Could you print every record exactly as it stands?

#####

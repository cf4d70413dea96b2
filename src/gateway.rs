use crate::{
    deployment::{
        NetworkConfig,
        compute_code_hash,
    },
    facade::EvmKhanate,
};
use color_eyre::eyre::{
    Result,
    WrapErr,
    eyre,
};
use ethers::{
    middleware::SignerMiddleware,
    providers::{
        Http,
        Middleware,
        Provider,
    },
    signers::{
        LocalWallet,
        Signer,
    },
    types::{
        Address,
        U256,
    },
    utils::format_ether,
};
use std::{
    sync::Arc,
    time::Duration,
};
use tracing::info;

/// Connection to the remote ledger: provider setup, network validation,
/// account discovery and balance queries. Everything else goes through a
/// facade built from here.
pub struct ChainGateway {
    provider: Arc<Provider<Http>>,
    network: NetworkConfig,
    contract_address: Address,
}

impl ChainGateway {
    /// Builds the provider and checks the node actually serves the
    /// configured chain before anything signs a transaction for it.
    pub async fn connect(network: NetworkConfig) -> Result<Self> {
        let provider = Provider::<Http>::try_from(network.rpc_url.as_str())
            .wrap_err_with(|| format!("Invalid RPC URL {}", network.rpc_url))?
            .interval(Duration::from_millis(500));
        let chain_id = provider
            .get_chainid()
            .await
            .wrap_err_with(|| format!("Failed to reach node at {}", network.rpc_url))?;
        if chain_id != U256::from(network.chain_id) {
            return Err(eyre!(
                "Node at {} reports chain id {chain_id}, expected {}",
                network.rpc_url,
                network.chain_id
            ));
        }
        let contract_address: Address = network
            .contract_address
            .parse()
            .map_err(|_| eyre!("Invalid contract address {}", network.contract_address))?;
        info!(
            rpc_url = %network.rpc_url,
            chain_id = network.chain_id,
            contract = %network.contract_address,
            "connected to chain"
        );
        Ok(Self {
            provider: Arc::new(provider),
            network,
            contract_address,
        })
    }

    pub fn network(&self) -> &NetworkConfig {
        &self.network
    }

    pub fn contract_address(&self) -> Address {
        self.contract_address
    }

    /// Confirms there is code at the configured address and returns its
    /// hash, comparable against deployment records.
    pub async fn verify_contract(&self) -> Result<String> {
        let code = self
            .provider
            .get_code(self.contract_address, None)
            .await
            .wrap_err("Failed to fetch contract code")?;
        if code.is_empty() {
            return Err(eyre!(
                "No contract code at {:?} on chain {}",
                self.contract_address,
                self.network.chain_id
            ));
        }
        Ok(compute_code_hash(&code))
    }

    /// Accounts the node manages. Local development chains keep these
    /// unlocked, which is what the node-signed facade relies on.
    pub async fn accounts(&self) -> Result<Vec<Address>> {
        self.provider
            .get_accounts()
            .await
            .wrap_err("Failed to list node accounts")
    }

    pub async fn balance_eth(&self, account: Address) -> Result<String> {
        let wei = self
            .provider
            .get_balance(account, None)
            .await
            .wrap_err("Failed to fetch balance")?;
        Ok(trim_ether(format_ether(wei)))
    }

    /// Facade whose transactions the node signs (`from`-based submission
    /// against unlocked accounts).
    pub fn node_account_facade(&self, account: Address) -> EvmKhanate<Provider<Http>> {
        EvmKhanate::new(self.contract_address, self.provider.clone(), account)
    }

    /// Facade signing locally with a decrypted keystore wallet.
    pub fn wallet_facade(
        &self,
        wallet: LocalWallet,
    ) -> EvmKhanate<SignerMiddleware<Provider<Http>, LocalWallet>> {
        let wallet = wallet.with_chain_id(self.network.chain_id);
        let account = wallet.address();
        let middleware = SignerMiddleware::new(self.provider.as_ref().clone(), wallet);
        EvmKhanate::new(self.contract_address, Arc::new(middleware), account)
    }
}

/// Four decimal places is plenty for a status bar.
fn trim_ether(value: String) -> String {
    match value.split_once('.') {
        Some((whole, frac)) => {
            let frac = &frac[..frac.len().min(4)];
            format!("{whole}.{frac:0<4}")
        }
        None => format!("{value}.0000"),
    }
}

#[cfg(test)]
mod tests {
    #![allow(non_snake_case)]
    use super::*;

    #[test]
    fn trim_ether__keeps_four_decimals() {
        assert_eq!(
            trim_ether("1.500000000000000000".to_string()),
            "1.5000".to_string()
        );
        assert_eq!(trim_ether("0.123456789".to_string()), "0.1234".to_string());
        assert_eq!(trim_ether("12".to_string()), "12.0000".to_string());
        assert_eq!(trim_ether("3.1".to_string()), "3.1000".to_string());
    }
}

#####

» **Answer box**
repository cf4d70413dea96b2
filename src/gateway.rs
use crate::{
    deployment::{
        NetworkConfig,
        compute_code_hash,
    },
    facade::EvmKhanate,
};
use color_eyre::eyre::{
    Result,
    WrapErr,
    eyre,
};
use ethers::{
    middleware::SignerMiddleware,
    providers::{
        Http,
        Middleware,
        Provider,
    },
    signers::{
        LocalWallet,
        Signer,
    },
    types::{
        Address,
        U256,
    },
    utils::format_ether,
};
use std::{
    sync::Arc,
    time::Duration,
};
use tracing::info;

/// Connection to the remote ledger: provider setup, network validation,
/// account discovery and balance queries. Everything else goes through a
/// facade built from here.
pub struct ChainGateway {
    provider: Arc<Provider<Http>>,
    network: NetworkConfig,
    contract_address: Address,
}

impl ChainGateway {
    /// Builds the provider and checks the node actually serves the
    /// configured chain before anything signs a transaction for it.
    pub async fn connect(network: NetworkConfig) -> Result<Self> {
        let provider = Provider::<Http>::try_from(network.rpc_url.as_str())
            .wrap_err_with(|| format!("Invalid RPC URL {}", network.rpc_url))?
            .interval(Duration::from_millis(500));
        let chain_id = provider
            .get_chainid()
            .await
            .wrap_err_with(|| format!("Failed to reach node at {}", network.rpc_url))?;
        if chain_id != U256::from(network.chain_id) {
            return Err(eyre!(
                "Node at {} reports chain id {chain_id}, expected {}",
                network.rpc_url,
                network.chain_id
            ));
        }
        let contract_address: Address = network
            .contract_address
            .parse()
            .map_err(|_| eyre!("Invalid contract address {}", network.contract_address))?;
        info!(
            rpc_url = %network.rpc_url,
            chain_id = network.chain_id,
            contract = %network.contract_address,
            "connected to chain"
        );
        Ok(Self {
            provider: Arc::new(provider),
            network,
            contract_address,
        })
    }

    pub fn network(&self) -> &NetworkConfig {
        &self.network
    }

    pub fn contract_address(&self) -> Address {
        self.contract_address
    }

    /// Confirms there is code at the configured address and returns its
    /// hash, comparable against deployment records.
    pub async fn verify_contract(&self) -> Result<String> {
        let code = self
            .provider
            .get_code(self.contract_address, None)
            .await
            .wrap_err("Failed to fetch contract code")?;
        if code.is_empty() {
            return Err(eyre!(
                "No contract code at {:?} on chain {}",
                self.contract_address,
                self.network.chain_id
            ));
        }
        Ok(compute_code_hash(&code))
    }

    /// Accounts the node manages. Local development chains keep these
    /// unlocked, which is what the node-signed facade relies on.
    pub async fn accounts(&self) -> Result<Vec<Address>> {
        self.provider
            .get_accounts()
            .await
            .wrap_err("Failed to list node accounts")
    }

    pub async fn balance_eth(&self, account: Address) -> Result<String> {
        let wei = self
            .provider
            .get_balance(account, None)
            .await
            .wrap_err("Failed to fetch balance")?;
        Ok(trim_ether(format_ether(wei)))
    }

    /// Facade whose transactions the node signs (`from`-based submission
    /// against unlocked accounts).
    pub fn node_account_facade(&self, account: Address) -> EvmKhanate<Provider<Http>> {
        EvmKhanate::new(self.contract_address, self.provider.clone(), account)
    }

    /// Facade signing locally with a decrypted keystore wallet.
    pub fn wallet_facade(
        &self,
        wallet: LocalWallet,
    ) -> EvmKhanate<SignerMiddleware<Provider<Http>, LocalWallet>> {
        let wallet = wallet.with_chain_id(self.network.chain_id);
        let account = wallet.address();
        let middleware = SignerMiddleware::new(self.provider.as_ref().clone(), wallet);
        EvmKhanate::new(self.contract_address, Arc::new(middleware), account)
    }
}

/// Four decimal places is plenty for a status bar.
fn trim_ether(value: String) -> String {
    match value.split_once('.') {
        Some((whole, frac)) => {
            let frac = &frac[..frac.len().min(4)];
            format!("{whole}.{frac:0<4}")
        }
        None => format!("{value}.0000"),
    }
}

#[cfg(test)]
mod tests {
    #![allow(non_snake_case)]
    use super::*;

    #[test]
    fn trim_ether__keeps_four_decimals() {
        assert_eq!(
            trim_ether("1.500000000000000000".to_string()),
            "1.5000".to_string()
        );
        assert_eq!(trim_ether("0.123456789".to_string()), "0.1234".to_string());
        assert_eq!(trim_ether("12".to_string()), "12.0000".to_string());
        assert_eq!(trim_ether("3.1".to_string()), "3.1000".to_string());
    }
}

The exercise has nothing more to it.